» **WORK TASK**: Wherever a line in the data holds the word "MessageId", pull that line out.

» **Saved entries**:

------------------------

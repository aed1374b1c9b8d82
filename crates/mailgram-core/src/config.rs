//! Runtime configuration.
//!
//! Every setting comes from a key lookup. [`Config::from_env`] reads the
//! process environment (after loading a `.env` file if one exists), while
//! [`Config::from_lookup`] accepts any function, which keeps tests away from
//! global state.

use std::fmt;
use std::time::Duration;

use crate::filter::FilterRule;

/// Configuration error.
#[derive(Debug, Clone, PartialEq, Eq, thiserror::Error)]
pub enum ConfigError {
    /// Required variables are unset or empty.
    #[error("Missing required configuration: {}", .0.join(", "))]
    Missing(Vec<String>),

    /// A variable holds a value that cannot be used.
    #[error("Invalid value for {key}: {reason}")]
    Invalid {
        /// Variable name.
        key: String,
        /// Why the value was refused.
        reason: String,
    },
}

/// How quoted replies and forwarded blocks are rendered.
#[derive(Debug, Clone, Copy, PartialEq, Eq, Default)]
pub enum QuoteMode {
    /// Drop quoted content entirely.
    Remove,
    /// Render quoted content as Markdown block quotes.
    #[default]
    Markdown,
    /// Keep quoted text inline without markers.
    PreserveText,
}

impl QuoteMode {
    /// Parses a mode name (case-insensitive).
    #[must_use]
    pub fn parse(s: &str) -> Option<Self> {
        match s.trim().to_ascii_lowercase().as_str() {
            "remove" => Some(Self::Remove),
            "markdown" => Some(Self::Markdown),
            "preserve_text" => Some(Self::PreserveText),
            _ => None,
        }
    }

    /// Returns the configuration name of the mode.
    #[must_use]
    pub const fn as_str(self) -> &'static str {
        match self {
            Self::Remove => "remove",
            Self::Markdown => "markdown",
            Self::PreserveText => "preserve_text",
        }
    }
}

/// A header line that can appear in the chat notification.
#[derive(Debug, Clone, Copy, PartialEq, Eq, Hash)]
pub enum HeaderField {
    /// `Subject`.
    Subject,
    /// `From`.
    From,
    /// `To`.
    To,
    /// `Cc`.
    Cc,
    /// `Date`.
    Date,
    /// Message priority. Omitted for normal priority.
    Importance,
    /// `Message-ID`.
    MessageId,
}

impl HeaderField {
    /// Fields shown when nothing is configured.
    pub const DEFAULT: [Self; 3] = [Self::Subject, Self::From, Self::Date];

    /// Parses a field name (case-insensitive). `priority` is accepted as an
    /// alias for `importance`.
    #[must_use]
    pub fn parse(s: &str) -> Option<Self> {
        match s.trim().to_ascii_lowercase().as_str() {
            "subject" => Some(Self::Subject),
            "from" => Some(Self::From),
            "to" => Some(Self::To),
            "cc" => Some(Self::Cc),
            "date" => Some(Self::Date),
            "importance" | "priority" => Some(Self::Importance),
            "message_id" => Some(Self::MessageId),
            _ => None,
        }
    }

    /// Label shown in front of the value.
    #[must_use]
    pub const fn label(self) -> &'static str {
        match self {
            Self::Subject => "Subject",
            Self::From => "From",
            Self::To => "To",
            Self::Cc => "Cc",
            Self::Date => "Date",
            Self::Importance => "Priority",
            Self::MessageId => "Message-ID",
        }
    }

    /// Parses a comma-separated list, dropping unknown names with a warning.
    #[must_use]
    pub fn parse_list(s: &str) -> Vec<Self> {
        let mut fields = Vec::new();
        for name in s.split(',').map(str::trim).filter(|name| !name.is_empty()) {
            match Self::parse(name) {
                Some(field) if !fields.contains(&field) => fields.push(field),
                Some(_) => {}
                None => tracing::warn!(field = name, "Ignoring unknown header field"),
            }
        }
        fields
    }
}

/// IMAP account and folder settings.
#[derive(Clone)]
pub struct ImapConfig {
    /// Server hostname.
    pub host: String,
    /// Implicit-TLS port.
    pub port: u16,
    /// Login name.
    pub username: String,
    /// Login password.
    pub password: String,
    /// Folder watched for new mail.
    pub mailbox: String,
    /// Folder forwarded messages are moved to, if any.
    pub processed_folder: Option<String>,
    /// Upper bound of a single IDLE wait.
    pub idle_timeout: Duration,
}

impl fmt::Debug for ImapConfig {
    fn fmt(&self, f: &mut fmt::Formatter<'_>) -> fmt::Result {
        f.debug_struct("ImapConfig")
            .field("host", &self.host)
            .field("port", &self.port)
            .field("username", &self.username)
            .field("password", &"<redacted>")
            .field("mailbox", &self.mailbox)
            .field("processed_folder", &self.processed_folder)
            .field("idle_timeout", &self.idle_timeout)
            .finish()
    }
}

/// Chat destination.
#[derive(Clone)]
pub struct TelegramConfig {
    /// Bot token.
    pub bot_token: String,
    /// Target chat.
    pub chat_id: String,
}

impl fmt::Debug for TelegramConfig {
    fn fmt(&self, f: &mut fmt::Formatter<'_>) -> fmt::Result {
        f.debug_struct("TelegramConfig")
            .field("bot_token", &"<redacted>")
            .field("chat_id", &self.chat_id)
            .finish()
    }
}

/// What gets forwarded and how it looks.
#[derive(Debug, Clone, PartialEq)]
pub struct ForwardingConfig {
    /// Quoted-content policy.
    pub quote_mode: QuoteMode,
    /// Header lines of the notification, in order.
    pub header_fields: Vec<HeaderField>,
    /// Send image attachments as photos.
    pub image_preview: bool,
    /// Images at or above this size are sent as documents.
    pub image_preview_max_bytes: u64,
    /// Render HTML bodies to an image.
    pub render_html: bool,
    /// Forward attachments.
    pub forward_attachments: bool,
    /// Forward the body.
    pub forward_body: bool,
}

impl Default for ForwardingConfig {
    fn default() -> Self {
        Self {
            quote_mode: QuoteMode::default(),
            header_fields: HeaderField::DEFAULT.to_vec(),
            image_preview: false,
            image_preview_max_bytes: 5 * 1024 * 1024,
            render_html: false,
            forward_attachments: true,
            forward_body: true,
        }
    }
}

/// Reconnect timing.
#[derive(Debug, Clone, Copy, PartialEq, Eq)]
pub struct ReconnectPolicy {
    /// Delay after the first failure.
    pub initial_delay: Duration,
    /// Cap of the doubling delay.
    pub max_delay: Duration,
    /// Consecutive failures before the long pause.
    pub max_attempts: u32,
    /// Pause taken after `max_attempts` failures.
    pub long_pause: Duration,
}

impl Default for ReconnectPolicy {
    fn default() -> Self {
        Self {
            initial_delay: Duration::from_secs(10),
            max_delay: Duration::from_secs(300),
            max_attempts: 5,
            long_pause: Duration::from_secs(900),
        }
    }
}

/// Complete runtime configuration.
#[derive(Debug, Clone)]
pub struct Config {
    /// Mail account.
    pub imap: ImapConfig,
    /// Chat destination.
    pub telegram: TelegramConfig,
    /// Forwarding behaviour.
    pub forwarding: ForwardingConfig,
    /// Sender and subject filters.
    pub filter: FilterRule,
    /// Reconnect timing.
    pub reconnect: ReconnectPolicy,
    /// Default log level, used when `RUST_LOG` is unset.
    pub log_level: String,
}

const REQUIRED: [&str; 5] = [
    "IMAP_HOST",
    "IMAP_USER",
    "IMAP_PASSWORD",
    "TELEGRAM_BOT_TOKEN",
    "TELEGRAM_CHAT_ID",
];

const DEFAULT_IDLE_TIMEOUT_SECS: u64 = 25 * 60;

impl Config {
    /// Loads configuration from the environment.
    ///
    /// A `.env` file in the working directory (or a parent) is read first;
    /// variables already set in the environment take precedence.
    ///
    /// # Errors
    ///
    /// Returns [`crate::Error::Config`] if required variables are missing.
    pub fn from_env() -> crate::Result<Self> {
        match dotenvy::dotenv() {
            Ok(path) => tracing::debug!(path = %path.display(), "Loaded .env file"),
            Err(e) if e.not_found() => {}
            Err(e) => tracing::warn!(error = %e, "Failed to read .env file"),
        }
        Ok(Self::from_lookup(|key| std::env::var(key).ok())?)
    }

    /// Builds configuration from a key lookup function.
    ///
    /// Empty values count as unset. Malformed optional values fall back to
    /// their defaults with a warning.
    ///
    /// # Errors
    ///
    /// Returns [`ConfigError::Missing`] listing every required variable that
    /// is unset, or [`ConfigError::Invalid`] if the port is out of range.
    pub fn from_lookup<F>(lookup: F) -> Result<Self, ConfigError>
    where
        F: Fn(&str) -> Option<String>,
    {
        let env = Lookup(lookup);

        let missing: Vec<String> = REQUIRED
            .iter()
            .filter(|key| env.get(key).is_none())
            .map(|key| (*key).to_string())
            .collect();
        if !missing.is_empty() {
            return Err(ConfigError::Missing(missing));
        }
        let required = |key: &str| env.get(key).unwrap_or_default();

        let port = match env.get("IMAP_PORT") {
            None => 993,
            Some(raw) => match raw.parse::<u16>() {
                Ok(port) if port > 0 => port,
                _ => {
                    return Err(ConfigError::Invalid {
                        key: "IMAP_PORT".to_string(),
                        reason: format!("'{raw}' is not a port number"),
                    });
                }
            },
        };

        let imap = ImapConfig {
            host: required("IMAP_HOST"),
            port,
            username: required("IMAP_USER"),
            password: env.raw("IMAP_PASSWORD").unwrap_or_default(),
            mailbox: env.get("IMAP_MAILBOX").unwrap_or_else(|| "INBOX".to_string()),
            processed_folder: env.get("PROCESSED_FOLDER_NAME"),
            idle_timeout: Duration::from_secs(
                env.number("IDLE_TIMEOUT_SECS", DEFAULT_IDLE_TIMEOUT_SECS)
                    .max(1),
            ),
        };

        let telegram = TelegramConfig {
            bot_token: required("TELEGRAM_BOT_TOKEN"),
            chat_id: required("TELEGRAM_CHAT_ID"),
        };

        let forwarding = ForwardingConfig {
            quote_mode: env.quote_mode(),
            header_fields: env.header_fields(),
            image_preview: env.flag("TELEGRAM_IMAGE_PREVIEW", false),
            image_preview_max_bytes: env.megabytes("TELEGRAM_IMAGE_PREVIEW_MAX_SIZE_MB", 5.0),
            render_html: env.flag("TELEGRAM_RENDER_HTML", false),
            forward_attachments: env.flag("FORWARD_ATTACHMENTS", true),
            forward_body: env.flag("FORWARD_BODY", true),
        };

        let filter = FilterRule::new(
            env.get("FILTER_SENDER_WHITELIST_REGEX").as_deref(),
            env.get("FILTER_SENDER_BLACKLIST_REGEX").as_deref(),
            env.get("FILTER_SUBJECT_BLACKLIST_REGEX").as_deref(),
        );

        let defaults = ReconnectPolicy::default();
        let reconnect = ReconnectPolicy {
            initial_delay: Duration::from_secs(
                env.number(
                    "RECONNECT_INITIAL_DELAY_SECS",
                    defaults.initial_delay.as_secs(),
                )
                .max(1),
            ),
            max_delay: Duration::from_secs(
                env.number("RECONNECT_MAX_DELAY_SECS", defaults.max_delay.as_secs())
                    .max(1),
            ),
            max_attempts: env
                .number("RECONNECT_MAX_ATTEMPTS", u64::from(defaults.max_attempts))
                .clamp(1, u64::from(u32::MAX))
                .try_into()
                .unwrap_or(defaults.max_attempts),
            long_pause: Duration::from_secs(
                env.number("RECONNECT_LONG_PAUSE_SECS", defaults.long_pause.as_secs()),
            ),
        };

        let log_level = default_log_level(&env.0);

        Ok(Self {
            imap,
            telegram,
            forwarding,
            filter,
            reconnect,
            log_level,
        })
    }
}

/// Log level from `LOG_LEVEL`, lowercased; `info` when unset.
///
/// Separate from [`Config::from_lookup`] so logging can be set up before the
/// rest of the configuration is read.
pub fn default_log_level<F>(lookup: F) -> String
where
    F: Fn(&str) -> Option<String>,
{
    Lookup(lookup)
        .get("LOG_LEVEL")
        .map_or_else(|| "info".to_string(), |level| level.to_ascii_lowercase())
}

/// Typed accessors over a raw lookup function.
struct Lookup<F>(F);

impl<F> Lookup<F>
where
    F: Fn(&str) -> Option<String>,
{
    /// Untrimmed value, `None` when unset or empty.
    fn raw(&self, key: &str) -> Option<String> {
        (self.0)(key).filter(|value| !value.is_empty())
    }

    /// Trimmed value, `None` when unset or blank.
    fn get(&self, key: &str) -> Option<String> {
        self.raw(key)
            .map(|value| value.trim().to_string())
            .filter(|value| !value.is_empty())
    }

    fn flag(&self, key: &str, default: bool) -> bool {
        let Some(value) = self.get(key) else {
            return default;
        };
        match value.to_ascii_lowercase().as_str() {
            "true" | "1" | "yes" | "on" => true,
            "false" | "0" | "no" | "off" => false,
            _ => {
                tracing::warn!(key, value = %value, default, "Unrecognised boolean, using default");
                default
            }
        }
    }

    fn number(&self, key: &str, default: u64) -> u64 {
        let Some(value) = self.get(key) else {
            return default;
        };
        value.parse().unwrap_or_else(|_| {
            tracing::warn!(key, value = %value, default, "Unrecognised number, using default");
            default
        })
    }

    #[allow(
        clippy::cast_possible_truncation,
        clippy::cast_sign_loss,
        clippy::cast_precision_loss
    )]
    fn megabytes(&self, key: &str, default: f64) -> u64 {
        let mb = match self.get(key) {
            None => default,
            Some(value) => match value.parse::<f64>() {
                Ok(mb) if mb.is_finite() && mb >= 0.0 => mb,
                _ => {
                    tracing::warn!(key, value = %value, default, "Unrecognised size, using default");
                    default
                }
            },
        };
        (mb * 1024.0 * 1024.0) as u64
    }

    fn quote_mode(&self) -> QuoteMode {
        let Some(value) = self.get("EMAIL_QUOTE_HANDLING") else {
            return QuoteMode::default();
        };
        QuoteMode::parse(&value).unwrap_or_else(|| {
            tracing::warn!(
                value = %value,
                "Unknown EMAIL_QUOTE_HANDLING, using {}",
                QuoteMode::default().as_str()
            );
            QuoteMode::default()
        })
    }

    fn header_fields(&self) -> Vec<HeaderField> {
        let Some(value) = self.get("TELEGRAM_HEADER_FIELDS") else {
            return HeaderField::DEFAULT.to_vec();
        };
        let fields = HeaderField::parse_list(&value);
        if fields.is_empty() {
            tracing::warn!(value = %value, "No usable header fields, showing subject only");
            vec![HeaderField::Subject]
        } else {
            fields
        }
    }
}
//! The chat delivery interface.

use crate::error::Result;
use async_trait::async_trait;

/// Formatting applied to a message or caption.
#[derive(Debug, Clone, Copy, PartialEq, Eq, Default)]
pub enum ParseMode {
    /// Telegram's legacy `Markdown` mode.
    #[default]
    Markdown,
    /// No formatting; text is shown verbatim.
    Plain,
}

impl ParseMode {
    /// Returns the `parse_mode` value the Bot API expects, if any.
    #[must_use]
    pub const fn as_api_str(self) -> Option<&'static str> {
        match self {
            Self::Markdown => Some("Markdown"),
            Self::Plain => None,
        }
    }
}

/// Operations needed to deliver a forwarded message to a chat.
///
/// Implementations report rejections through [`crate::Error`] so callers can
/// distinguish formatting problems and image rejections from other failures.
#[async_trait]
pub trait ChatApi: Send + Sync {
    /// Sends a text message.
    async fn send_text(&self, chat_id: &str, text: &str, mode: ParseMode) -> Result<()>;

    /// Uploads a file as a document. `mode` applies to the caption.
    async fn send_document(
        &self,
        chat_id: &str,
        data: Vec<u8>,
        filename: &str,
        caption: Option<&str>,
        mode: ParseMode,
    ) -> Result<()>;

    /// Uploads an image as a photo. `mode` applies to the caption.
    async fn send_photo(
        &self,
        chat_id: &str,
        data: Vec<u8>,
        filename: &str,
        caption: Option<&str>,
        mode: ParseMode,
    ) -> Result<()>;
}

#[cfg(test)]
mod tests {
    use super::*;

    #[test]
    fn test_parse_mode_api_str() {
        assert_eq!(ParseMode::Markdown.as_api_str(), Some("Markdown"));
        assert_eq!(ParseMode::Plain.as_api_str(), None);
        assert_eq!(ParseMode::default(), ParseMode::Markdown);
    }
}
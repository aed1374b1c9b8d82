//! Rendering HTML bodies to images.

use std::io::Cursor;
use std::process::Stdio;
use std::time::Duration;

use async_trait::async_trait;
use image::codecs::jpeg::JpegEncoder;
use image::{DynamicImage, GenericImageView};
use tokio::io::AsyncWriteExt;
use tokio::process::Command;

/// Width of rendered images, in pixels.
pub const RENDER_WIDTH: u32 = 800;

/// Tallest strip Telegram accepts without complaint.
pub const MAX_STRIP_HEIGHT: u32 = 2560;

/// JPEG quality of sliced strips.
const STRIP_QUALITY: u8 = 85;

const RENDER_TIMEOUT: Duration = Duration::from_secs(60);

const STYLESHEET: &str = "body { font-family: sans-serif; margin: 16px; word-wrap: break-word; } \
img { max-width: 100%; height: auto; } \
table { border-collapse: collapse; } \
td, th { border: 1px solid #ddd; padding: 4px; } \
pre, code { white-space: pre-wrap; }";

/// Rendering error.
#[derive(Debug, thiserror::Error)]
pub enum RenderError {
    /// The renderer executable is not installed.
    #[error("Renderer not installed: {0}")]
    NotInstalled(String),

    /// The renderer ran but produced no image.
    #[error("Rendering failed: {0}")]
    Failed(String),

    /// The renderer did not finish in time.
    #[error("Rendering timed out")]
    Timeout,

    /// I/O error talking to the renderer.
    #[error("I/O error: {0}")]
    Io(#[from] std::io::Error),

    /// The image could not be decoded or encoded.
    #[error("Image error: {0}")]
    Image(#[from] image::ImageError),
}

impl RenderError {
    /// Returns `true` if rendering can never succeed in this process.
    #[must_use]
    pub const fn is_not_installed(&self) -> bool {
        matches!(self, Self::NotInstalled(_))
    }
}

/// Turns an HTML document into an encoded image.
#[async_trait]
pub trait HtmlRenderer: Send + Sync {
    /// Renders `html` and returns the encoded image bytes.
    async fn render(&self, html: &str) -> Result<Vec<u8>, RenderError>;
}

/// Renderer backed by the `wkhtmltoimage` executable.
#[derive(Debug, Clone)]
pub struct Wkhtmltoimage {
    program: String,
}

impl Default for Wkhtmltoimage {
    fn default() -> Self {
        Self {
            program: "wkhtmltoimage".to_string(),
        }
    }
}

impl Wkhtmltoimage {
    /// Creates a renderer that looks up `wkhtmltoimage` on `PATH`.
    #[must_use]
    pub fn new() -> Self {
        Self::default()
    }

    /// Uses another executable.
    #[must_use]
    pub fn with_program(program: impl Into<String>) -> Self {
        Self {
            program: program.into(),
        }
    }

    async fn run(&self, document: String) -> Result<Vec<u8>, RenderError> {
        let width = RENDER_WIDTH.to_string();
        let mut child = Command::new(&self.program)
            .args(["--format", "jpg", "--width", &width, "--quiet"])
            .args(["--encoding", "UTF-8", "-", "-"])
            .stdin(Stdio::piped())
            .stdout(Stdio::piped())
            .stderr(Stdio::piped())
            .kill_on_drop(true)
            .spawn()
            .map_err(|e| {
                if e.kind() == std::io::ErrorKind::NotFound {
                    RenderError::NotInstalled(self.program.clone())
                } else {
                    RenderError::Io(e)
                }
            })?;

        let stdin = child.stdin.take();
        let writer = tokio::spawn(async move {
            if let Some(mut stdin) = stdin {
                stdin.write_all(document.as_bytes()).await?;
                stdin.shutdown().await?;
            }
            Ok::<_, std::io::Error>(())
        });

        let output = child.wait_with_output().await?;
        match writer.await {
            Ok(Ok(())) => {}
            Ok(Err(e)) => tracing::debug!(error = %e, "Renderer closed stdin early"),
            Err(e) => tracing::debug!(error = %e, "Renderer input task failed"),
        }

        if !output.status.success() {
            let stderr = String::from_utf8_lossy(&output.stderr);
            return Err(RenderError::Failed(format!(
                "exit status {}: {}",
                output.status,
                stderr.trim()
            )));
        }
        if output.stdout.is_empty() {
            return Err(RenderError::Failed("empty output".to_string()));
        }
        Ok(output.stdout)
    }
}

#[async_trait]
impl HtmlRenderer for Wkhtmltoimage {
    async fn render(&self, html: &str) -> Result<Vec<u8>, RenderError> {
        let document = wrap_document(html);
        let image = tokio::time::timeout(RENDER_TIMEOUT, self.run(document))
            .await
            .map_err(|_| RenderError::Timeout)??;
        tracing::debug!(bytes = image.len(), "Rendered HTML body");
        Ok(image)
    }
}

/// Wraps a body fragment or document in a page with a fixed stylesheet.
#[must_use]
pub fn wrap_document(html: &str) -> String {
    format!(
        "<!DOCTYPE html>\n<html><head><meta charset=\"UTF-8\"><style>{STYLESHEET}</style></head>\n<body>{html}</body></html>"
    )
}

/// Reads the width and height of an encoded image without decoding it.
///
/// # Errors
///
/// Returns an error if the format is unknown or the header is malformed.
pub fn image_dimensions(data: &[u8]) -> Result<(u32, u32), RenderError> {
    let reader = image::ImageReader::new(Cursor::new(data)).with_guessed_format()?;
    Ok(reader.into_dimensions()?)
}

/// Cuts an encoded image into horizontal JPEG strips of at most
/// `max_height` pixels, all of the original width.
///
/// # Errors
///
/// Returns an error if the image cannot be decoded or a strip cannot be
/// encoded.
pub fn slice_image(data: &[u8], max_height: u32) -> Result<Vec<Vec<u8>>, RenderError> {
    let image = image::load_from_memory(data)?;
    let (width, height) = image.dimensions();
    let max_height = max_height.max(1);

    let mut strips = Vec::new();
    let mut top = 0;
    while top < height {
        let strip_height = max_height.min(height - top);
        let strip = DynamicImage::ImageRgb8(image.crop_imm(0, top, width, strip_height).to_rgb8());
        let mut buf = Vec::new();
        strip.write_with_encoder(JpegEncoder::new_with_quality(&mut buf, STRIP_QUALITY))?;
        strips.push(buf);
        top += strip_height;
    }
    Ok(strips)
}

------------------------

» **TASK ANSWER**:
    MessageId,
            "message_id" => Some(Self::MessageId),
            Self::MessageId => "Message-ID",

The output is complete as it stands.